**Entries taken from a collection**
%%
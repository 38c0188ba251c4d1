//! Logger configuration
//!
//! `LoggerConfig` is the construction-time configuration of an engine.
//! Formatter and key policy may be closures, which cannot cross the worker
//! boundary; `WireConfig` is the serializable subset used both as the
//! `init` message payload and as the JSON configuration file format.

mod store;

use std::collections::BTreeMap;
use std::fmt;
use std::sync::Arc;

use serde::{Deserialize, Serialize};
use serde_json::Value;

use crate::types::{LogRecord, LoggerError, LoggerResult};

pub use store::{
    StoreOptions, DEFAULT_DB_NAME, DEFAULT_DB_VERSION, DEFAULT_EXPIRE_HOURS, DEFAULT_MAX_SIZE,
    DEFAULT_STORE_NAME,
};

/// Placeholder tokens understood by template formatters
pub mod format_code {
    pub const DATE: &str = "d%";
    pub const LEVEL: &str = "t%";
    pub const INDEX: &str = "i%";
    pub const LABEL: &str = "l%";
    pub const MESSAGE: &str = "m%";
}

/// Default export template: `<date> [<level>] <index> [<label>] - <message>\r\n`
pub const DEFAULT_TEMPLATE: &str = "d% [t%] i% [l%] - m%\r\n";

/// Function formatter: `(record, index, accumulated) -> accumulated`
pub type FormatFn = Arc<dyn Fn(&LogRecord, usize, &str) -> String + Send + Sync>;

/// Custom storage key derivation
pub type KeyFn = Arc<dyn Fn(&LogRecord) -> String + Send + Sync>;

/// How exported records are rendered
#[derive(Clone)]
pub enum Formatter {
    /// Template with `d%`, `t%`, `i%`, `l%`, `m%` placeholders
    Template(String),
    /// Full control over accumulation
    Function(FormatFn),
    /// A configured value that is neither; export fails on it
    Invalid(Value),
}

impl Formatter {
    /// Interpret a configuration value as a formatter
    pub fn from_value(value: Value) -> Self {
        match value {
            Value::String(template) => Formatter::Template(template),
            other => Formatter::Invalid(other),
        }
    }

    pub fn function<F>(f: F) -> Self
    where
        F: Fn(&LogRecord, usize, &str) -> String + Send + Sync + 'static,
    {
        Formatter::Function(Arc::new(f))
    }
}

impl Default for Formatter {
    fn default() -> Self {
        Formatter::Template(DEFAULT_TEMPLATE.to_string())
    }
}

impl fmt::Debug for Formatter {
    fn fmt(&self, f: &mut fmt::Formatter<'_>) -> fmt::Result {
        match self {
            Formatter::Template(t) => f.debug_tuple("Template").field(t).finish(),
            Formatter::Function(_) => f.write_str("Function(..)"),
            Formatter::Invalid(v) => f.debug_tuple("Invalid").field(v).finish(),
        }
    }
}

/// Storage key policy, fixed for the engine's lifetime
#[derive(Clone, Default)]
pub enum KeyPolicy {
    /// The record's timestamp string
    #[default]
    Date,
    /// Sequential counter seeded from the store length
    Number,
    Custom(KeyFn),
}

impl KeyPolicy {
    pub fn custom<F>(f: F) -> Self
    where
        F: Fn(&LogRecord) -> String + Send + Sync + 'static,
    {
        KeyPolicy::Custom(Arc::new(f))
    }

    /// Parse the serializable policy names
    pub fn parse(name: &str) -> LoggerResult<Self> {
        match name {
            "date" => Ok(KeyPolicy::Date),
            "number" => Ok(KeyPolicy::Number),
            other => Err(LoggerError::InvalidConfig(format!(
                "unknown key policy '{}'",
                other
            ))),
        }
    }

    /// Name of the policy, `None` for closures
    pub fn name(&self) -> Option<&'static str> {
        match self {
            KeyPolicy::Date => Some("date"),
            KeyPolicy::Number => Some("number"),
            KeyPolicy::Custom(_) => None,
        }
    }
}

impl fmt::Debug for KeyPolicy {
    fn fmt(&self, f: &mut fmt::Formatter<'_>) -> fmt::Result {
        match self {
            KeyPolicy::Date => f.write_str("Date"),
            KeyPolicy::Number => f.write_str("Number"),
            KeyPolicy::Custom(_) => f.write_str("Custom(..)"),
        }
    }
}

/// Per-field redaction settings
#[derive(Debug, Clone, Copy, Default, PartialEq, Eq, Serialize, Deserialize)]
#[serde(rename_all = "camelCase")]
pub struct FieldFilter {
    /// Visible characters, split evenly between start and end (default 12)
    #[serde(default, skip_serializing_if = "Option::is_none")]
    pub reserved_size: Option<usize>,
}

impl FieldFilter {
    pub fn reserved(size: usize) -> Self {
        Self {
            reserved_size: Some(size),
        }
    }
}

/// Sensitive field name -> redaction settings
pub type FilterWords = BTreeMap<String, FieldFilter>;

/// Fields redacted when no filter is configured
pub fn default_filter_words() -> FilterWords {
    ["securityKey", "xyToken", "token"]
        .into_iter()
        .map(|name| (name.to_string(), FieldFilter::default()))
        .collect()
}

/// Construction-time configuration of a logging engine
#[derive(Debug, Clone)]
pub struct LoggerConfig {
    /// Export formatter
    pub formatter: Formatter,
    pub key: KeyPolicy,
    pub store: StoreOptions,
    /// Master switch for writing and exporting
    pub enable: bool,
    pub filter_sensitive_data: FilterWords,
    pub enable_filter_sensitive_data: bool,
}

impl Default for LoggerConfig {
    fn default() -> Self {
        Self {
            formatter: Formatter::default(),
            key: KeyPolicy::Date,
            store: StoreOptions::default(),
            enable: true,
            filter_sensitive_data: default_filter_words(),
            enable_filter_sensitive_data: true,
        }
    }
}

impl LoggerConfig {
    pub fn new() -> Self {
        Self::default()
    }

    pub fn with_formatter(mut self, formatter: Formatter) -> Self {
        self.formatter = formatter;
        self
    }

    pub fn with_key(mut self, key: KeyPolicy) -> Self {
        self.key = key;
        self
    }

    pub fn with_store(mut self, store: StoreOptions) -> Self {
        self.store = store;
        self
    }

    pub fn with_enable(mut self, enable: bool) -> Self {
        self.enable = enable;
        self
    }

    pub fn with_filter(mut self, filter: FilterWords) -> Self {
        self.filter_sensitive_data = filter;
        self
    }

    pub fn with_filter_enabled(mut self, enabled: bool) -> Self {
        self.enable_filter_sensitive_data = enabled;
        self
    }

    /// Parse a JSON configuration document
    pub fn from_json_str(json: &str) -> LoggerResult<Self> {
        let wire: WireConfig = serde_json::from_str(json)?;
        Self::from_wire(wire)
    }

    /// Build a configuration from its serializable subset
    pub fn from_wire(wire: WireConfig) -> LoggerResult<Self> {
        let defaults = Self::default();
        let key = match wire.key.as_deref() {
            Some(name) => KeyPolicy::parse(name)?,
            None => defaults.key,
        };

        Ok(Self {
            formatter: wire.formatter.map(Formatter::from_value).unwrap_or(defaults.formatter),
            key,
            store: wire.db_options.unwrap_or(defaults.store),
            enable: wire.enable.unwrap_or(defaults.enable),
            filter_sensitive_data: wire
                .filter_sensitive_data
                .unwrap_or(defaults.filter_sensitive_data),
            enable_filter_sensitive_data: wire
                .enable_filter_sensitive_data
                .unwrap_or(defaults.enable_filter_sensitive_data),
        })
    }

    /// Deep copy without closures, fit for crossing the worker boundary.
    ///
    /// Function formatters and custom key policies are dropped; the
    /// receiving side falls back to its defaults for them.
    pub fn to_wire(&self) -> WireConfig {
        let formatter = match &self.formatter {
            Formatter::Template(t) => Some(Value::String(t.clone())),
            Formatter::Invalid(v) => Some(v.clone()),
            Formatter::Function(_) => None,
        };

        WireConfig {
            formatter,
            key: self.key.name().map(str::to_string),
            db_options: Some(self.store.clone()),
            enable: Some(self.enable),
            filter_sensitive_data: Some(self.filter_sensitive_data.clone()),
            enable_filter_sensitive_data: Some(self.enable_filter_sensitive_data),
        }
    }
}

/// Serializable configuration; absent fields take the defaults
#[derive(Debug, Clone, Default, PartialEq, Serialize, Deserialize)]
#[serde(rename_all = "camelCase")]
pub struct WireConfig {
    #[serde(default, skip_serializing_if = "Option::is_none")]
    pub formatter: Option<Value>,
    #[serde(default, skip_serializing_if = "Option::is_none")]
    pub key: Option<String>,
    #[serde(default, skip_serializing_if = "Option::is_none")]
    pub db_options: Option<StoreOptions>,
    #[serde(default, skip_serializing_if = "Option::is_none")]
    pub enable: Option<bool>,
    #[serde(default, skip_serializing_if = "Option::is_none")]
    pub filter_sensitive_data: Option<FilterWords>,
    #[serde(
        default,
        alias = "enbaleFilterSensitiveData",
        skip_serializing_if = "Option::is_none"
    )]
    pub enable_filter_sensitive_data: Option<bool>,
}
%%
%%
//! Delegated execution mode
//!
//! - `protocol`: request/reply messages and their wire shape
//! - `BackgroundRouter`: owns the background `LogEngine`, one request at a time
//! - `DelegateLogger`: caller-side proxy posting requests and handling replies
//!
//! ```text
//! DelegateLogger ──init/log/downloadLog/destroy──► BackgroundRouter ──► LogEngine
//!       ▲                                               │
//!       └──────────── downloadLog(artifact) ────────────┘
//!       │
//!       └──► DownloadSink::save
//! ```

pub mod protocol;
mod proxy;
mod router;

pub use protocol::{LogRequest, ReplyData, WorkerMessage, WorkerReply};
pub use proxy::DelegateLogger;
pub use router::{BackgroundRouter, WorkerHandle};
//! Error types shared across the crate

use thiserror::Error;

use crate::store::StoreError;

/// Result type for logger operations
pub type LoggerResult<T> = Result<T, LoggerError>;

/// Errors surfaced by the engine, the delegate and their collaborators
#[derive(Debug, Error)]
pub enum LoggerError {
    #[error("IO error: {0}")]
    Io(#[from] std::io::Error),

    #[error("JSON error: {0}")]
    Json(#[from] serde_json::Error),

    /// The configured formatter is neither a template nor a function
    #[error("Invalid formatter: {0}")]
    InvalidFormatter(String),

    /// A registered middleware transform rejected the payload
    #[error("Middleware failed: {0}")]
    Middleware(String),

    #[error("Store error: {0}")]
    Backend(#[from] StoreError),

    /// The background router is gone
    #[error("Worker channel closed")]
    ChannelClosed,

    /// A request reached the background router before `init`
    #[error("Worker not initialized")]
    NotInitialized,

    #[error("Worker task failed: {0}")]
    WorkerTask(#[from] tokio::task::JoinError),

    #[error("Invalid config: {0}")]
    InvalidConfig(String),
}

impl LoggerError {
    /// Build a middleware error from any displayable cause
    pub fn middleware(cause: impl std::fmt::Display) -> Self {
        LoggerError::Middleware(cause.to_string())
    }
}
%%
%%
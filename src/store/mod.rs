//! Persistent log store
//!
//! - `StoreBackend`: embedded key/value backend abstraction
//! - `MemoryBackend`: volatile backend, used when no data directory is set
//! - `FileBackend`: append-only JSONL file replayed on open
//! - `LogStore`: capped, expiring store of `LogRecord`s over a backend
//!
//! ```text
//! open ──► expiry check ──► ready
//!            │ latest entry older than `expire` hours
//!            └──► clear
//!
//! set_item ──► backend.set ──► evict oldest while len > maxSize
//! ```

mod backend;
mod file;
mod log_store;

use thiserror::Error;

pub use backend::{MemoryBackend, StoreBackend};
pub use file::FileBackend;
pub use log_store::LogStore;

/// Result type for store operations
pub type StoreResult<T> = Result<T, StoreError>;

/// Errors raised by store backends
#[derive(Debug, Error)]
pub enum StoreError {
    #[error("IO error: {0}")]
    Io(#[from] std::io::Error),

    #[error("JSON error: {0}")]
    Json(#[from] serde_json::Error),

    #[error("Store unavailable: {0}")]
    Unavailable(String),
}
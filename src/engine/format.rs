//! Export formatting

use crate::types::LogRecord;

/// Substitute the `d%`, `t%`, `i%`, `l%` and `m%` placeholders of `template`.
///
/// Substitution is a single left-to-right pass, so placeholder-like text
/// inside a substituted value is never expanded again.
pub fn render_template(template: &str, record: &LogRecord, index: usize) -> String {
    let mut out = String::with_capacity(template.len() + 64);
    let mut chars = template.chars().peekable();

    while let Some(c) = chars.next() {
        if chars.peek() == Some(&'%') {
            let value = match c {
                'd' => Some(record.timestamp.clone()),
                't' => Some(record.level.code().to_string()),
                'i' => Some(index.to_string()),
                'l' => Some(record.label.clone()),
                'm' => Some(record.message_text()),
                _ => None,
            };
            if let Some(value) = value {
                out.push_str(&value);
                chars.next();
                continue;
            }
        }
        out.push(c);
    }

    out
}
%%
**DIRECTIONS FOR THIS TASK**
The number of lines in the records that include "derive" is what is needed, with no other words.

**WRITTEN RESPONSE**
7